Oh, joy. After years of trying, state lawmakers passed a biggie. A property tax bill that fixes some major flaws in the system.
Senate Bill 2, the Texas Property Tax Reform and Transparency Act of 2019, is 153 pages long. It’s now a law, but it’s also a cliche of sorts: The law won’t lower your taxes but it will slow their growth.
That should make you half-happy.
What makes The Watchdog sad: Even if a government lowers its tax rate, rising property values through higher property appraisals will increase our tax bills anyway. D’oh.
Bigger cities, counties and school districts that want to raise taxes will need more voter permission than in the past.
If a city or county wants to increase revenue by more than 3.5% in a year, they need approval in an election.
In the past, the cap was 8% before an election was called. So that meant governments increased their budgets by 7.99% if needed.
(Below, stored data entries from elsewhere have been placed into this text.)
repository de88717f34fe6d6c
// src/config/consts.rs

// Search output
pub const NO_MATCH: &str = "No specific rules found for this query.";
pub const RESULT_SEP: &str = "\n\n";

// Local log
pub const STORE_DIR: &str = ".store";
pub const LOG_FILE: &str = "debug.log";

// Window
pub const APP_TITLE: &str = "FPL Rules & Terminology Reference";
pub const WINDOW_W: f32 = 1000.0;
pub const WINDOW_H: f32 = 700.0;

// Tables
pub const ROW_HEIGHT: f32 = 20.0;
pub const HEADER_HEIGHT: f32 = 24.0;
pub const TERM_COL_WIDTH: f32 = 140.0;

// Shown where a section or key is absent from the rules tree
pub const NOT_AVAILABLE: &str = "Information not available";
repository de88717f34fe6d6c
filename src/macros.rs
// src/macros.rs
#[macro_export]
macro_rules! s {
    // String shorthand!

    // Zero-arg → String::new()
    () => {
        ::std::string::String::new()
    };
    // Any single expression
    ($expr:expr) => {
        ::std::string::String::from($expr)
    };
}

#[macro_export]
macro_rules! join {
    // String-type concatenation shorthand!
    ($first:expr $(, $rest:expr)+ $(,)?) => {{
        let mut s = ::std::string::String::from($first);
        $(
            s.push_str($rest);
        )+
        s
    }};
}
For school districts, the cap is now 2.5% for tax increases — or an election must be called.
In the past, voters had to petition for an election. Now it’s automatic.
Note: Voters in cities with a population of less than 30,000 must still petition for a tax-approval election. It’s not automatic. But smaller cities and counties have more leeway than bigger cities which must follow stricter new rules.
Best part: Elected officials can’t hide these tax elections in a low-turnout June or August election when voters aren’t paying close attention. They must be part of the November general election. Uh-oh.
All these tax numbers — old and new — for all taxing districts must now be posted on a county website. So if you’re a tax geek, you’ll have easier access to more complete, up-to-date tax rate information than before.
In addition, if a government plans to boost its tax rate, a detailed public notice is required to inform residents. The notice, in a newspaper and/or on the government’s website, explains where and when a public hearing is scheduled so you can go hoot and holler.
The law says tax protesters are “entitled on request to a copy of the data, schedules, formulas and all other information the chief appraiser will introduce at the hearing.” No charge, but you have to ask.
An appraisal review board cannot raise a taxable value of a property of someone who has come in for a hearing.
Until now, the state labeled the tax rate that meant no tax increase “the effective tax rate.” The Watchdog hated that. Now it’s called the “no-new-revenue tax rate.” A little better.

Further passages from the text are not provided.